Novo Nordisk Alzheimer’s Trials Fail to Show Clinical Benefit
Novo Nordisk announced on November 24 that its two large phase 3 trials of oral semaglutide did not slow clinical progression of early stage Alzheimer’s disease, a disappointment that halted a planned extension and sent the company’s shares sharply lower. The result is a major setback for the Danish drugmaker, which had sought to expand its blockbuster diabetes and obesity drug into a much larger neurodegenerative market.

Novo Nordisk said on November 24 that its two phase 3 trials, EVOKE and EVOKE+, testing oral semaglutide, marketed as Rybelsus, in people with early stage symptomatic Alzheimer’s disease failed to meet the primary endpoint. The trials, which enrolled roughly 3,800 participants, did not demonstrate a statistically significant slowing of clinical disease progression versus placebo. The company added that while some biomarkers moved in the expected direction, those changes did not translate into meaningful clinical benefit, and it discontinued a planned one year extension of the studies.
The negative readout ends a high profile effort by the Danish pharmaceutical group to repurpose a glucagon like peptide 1 receptor agonist that has been a commercial success in diabetes and weight management. Investors interpreted the news as a sharp reversal of growth expectations. Novo Nordisk’s shares fell sharply on the announcement, reflecting the market view that a positive Alzheimer’s program would have opened a very large new market beyond metabolic disease.
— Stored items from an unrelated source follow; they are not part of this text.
#![warn(missing_docs, rust_2018_idioms)]

//! # ExprScript
//!
//! An interpreter for ExprScript: a small language with first-class
//! closures, first-class multi-shot continuations (`.call/cc`), exact
//! rational arithmetic, mixed lexical/dynamic scoping (a name's first
//! character's case decides its discipline), and an instrumented
//! mark-sweep-compact heap.
//!
//! ## Pipeline
//!
//! 1. [`lexer`] tokenizes source text.
//! 2. [`parser`] builds an [`ast::Expr`] tree.
//! 3. [`evaluator::State`] drives a small-step evaluation loop over an
//!    explicit stack of [`evaluator::Layer`]s — the stack itself is the
//!    continuation `.call/cc` captures.
//! 4. [`stdlib`] supplies every intrinsic (string operations, I/O,
//!    `.eval`, `.reg`, `.py`, `.call/cc`'s argument checks aside).
//!
//! [`runtime`] ties the pipeline together for the [`cli`] front end and for
//! the `.eval` intrinsic, which evaluates a fresh program against a fresh
//! heap rather than recursing into the live one.

/// The abstract syntax tree produced by the lexer and parser.
pub mod ast;
/// Command-line argument parsing and program entry points.
pub mod cli;
/// Error types and source location tracking.
pub mod diagnostics;
/// Lexical and dynamic variable binding.
pub mod environment;
/// The small-step evaluator, its stack of layers, and its garbage collector.
pub mod evaluator;
/// Tokenization.
pub mod lexer;
/// Exact rational arithmetic.
pub mod numeric;
/// Recursive-descent parsing from tokens to [`ast::Expr`].
pub mod parser;
/// Wires the lexer, parser, and evaluator together into complete runs.
pub mod runtime;
/// Intrinsic operations reachable from ExprScript source as `.name` calls.
pub mod stdlib;
/// Runtime values and the heap they live on.
pub mod value;

pub use diagnostics::{Error, ErrorKind, Result, SourceLocation};
pub use evaluator::{EvalConfig, State};
pub use runtime::{eval_fresh, run_source, RunOutcome};
pub use value::Value;

/// The crate's version, as declared in `Cargo.toml`.
pub const VERSION: &str = env!("CARGO_PKG_VERSION");

#[cfg(test)]
mod tests {
    use super::*;

    #[test]
    fn evaluates_a_trivial_expression() {
        let outcome = run_source("(.+ 1 2)", EvalConfig::default()).unwrap();
        assert_eq!(outcome.result.to_string(), "3");
    }
}
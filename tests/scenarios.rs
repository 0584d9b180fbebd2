//! Integration-level scenarios exercising the full lexer → parser →
//! evaluator pipeline on complete programs.

use exprscript::{run_source, EvalConfig};

fn run(source: &str) -> String {
    run_source(source, EvalConfig::default())
        .unwrap_or_else(|e| panic!("{source:?} failed: {e}"))
        .result
        .to_string()
}

#[test]
fn gcd_by_mutual_recursion() {
    let source = "letrec (g = lambda (a b) { if (.== b 0) then a else (g b (.% a b)) }) { (g 45 60) }";
    assert_eq!(run(source), "15");
}

#[test]
fn closures_capture_their_defining_environment() {
    let source = "letrec (make = lambda () { letrec (total = 14) { lambda () { total } } }) { ((make)) }";
    assert_eq!(run(source), "14");
}

#[test]
fn call_cc_escapes_an_enclosing_computation() {
    let source = "(.+ 1 (.call/cc lambda (k) { (.+ (k 10) 100) }))";
    assert_eq!(run(source), "11");
}

#[test]
fn tail_recursive_sum_does_not_overflow_the_stack() {
    let source = "letrec (sum = lambda (n acc) { if (.== n 0) then acc else (sum (.- n 1) (.+ acc n)) }) { (sum 100000 0) }";
    assert_eq!(run(source), "5000050000");
}

#[test]
fn rational_arithmetic_stays_exact_through_division() {
    assert_eq!(run("(./ (.+ 1/2 1/3) 5)"), "1/6");
}

#[test]
fn a_closure_argument_can_be_applied_more_than_once() {
    let source = "letrec (twice = lambda (f x) { (f (f x)) }) { (twice (lambda (n) { (.+ n 1) }) 0) }";
    assert_eq!(run(source), "2");
}

#[test]
fn dynamic_scoping_resolves_at_the_call_site_not_the_definition_site() {
    // `Dynamic` is not in lexical scope where `f` is defined, but it is
    // bound on the live stack by the time `f` is called.
    let source = "letrec (f = lambda () { Dynamic }) { letrec (Dynamic = 99) { (f) } }";
    assert_eq!(run(source), "99");
}

#[test]
fn query_reports_whether_a_dynamic_name_is_bound() {
    let source = "letrec (Flag = 1) { (query Flag) }";
    assert_eq!(run(source), "1");
    assert_eq!(run("(query Flag)"), "0");
}

#[test]
fn access_reads_a_lexical_binding_out_of_a_closure() {
    let source = "letrec (x = 41) { (access x (lambda () { x })) }";
    assert_eq!(run(source), "41");
}

#[test]
fn string_operations_round_trip_through_quote_and_cut() {
    assert_eq!(run("(.strlen \"hello\")"), "5");
    assert_eq!(run("(.strcut \"hello\" 1 3)"), "el");
    assert_eq!(run("(.str+ \"foo\" \"bar\")"), "foobar");
}

#[test]
fn division_by_zero_is_reported_and_arity_errors_are_distinct() {
    assert!(run_source("(./ 1 0)", EvalConfig::default()).is_err());
    assert!(run_source("(.+ 1)", EvalConfig::default()).is_err());
}

#[test]
fn garbage_collection_survives_many_transient_closures() {
    let mut config = EvalConfig::default();
    config.initial_store_capacity = 8;
    let source = "letrec \
        (build = lambda (n) { if (.== n 0) then 0 else letrec (junk = lambda (x) { x }) { (build (.- n 1)) } }) \
        { (build 2000) }";
    let outcome = run_source(source, config).unwrap();
    assert_eq!(outcome.result.to_string(), "0");
}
The EVOKE program represented one of the most ambitious attempts to test a diabetes drug class in Alzheimer’s disease at scale. Semaglutide is approved in oral form for type 2 diabetes under the brand name Rybelsus and in higher dose injectable formulations for obesity. Preclinical studies and smaller clinical investigations had suggested that drugs in this class could influence pathways implicated in neurodegeneration, motivating the two phase 3 trials that aimed to detect a slowing of cognitive and functional decline in early symptomatic patients.
Novo Nordisk said it will present detailed trial data at upcoming scientific forums, a disclosure that researchers and clinicians said will be closely watched for clues about why biomarker changes failed to produce clinical improvement. Analysts will examine aspects such as the magnitude and timing of biomarker shifts, the trials’ cognitive outcome measures, participant selection, and whether the dose or route of administration affected central nervous system exposure. Those technical details will determine how broadly the drug’s failure should influence other ongoing investigations of GLP 1 receptor agonists in neurodegenerative disease.

For patients and families grappling with Alzheimer’s disease, the results are a reminder of the difficulty in translating biological signals into clear clinical gains. Drug development in Alzheimer’s has been marked by a long string of disappointments even as regulatory agencies have recently approved therapies targeting amyloid and as researchers search for alternative approaches.
The outcome will force pharmaceutical companies and academic groups to reassess priorities and hypotheses about metabolic therapies for brain disorders. Even as Novo Nordisk recalibrates its research plans, the detailed data to be released may still yield scientific insights that inform future trials. For now, the company and investors face the immediate task of interpreting a setback that narrows one of the most promising avenues for expanding a blockbuster drug into the field of dementia treatment.